* [Task statement]: Find every line below with the word "field" in it, and copy each one.

* [Extracted information]:
◇ ◇ ◇ ◇ ◇ ◇ ◇

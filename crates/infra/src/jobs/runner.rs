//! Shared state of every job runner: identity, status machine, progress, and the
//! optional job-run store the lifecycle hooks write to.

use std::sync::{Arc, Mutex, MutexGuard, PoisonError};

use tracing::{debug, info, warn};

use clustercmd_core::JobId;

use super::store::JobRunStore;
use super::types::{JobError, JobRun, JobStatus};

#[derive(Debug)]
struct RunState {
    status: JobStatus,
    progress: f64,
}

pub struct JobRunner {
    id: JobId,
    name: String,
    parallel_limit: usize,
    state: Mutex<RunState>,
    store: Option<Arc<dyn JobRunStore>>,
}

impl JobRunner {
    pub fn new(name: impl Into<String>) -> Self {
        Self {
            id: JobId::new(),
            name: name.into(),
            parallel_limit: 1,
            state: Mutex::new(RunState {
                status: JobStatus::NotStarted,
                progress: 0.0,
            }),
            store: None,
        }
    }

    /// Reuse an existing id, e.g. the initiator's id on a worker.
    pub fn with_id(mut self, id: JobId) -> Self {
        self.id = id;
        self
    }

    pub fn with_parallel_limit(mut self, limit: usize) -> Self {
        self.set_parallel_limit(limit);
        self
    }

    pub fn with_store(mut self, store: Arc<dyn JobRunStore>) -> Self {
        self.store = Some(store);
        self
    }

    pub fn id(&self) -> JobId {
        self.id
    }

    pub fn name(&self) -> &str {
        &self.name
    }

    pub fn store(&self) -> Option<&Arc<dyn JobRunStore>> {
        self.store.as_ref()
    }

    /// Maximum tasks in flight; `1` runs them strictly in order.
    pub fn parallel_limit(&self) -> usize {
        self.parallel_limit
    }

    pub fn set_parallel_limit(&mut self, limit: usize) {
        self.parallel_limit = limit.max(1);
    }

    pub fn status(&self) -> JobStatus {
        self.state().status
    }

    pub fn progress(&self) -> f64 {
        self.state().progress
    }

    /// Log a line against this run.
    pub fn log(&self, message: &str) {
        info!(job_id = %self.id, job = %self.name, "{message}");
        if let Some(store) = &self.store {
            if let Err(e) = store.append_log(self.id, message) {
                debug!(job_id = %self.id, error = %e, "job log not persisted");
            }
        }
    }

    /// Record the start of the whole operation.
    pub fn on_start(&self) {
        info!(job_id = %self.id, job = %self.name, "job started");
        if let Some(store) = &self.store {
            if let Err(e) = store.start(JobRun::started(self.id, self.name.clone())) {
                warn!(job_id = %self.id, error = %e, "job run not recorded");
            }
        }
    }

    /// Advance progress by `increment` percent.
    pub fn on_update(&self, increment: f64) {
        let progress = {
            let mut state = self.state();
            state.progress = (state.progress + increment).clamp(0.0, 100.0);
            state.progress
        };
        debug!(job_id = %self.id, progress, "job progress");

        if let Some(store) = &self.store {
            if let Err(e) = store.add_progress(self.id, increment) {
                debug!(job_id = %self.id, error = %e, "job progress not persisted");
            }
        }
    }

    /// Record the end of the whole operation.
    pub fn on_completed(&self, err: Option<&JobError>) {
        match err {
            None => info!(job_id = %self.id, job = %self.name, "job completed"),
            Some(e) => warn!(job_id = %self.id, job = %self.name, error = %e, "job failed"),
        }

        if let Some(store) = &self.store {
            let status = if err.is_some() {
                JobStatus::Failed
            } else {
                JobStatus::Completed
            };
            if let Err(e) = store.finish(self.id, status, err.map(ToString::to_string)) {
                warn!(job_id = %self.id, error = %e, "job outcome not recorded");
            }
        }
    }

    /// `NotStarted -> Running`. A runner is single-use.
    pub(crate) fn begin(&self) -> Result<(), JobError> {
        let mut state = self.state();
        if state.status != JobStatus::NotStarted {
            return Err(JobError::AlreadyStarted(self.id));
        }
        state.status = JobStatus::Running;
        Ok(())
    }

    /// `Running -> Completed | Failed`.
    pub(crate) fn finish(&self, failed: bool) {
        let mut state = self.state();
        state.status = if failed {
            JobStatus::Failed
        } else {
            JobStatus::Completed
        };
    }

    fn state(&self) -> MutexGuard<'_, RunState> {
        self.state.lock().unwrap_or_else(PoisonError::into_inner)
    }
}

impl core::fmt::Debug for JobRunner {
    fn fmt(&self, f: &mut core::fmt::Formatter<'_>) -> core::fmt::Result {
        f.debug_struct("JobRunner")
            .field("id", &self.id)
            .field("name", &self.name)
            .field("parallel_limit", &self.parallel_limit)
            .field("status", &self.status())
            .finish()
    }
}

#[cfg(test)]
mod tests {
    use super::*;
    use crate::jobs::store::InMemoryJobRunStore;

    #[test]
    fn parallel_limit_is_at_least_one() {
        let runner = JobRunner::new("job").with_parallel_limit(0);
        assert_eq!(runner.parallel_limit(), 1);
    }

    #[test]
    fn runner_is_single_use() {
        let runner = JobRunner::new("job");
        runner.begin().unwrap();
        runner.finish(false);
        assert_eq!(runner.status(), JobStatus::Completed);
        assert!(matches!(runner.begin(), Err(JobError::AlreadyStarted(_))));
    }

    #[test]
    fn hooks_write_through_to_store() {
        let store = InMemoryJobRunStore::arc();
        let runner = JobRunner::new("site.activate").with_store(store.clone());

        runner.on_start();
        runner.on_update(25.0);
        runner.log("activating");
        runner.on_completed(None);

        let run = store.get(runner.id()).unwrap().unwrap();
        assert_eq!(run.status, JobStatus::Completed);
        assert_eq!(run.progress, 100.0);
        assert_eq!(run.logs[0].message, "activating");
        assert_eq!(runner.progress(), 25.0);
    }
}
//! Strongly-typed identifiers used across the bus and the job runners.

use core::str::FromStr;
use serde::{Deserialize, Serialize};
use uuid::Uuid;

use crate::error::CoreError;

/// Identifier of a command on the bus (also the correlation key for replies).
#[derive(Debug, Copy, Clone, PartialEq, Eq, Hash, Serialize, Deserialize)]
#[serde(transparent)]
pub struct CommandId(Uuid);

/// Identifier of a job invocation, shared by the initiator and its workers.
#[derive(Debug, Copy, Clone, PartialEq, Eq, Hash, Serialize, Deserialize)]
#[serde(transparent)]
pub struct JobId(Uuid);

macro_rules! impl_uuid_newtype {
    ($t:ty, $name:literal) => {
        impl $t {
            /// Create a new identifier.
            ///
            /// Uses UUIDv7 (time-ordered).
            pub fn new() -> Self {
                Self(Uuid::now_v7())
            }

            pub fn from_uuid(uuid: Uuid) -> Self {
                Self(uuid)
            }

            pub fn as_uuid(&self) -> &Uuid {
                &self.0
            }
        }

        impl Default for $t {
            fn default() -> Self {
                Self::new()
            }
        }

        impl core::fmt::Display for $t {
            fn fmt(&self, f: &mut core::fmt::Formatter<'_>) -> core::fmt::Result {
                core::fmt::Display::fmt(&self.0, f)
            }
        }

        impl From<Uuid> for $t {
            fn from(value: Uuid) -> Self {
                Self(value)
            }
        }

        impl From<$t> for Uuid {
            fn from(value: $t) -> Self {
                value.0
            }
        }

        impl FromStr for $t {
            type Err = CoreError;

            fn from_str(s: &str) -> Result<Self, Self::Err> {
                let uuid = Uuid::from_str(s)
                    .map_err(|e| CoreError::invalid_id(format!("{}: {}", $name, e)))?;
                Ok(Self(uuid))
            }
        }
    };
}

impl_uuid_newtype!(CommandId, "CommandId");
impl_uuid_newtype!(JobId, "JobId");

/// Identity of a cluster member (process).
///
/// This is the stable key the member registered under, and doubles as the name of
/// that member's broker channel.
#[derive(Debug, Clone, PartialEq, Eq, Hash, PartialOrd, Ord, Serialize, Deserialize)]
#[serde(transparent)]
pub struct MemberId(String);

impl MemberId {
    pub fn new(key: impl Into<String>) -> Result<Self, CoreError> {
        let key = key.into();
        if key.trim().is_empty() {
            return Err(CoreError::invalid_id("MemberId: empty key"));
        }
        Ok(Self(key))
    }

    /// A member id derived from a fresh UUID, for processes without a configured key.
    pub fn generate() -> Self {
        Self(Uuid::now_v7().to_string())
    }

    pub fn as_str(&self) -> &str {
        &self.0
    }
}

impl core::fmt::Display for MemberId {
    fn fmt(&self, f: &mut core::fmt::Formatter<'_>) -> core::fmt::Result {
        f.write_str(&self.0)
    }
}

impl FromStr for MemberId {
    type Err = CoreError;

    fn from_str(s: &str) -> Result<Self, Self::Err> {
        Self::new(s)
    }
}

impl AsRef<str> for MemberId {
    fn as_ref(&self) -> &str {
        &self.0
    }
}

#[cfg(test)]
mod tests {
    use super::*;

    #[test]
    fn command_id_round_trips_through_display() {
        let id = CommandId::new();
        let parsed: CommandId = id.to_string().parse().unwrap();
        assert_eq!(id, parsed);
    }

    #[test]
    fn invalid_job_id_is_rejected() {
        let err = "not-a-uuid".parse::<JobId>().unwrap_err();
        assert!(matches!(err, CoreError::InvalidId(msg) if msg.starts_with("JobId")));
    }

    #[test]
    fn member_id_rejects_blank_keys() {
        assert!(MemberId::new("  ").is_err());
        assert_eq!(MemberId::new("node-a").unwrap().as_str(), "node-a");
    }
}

◇ ◇ ◇ ◇ ◇ ◇ ◇

* [Answer to this exercise]:
            .field("id", &self.id)
            .field("name", &self.name)
            .field("parallel_limit", &self.parallel_limit)
            .field("status", &self.status())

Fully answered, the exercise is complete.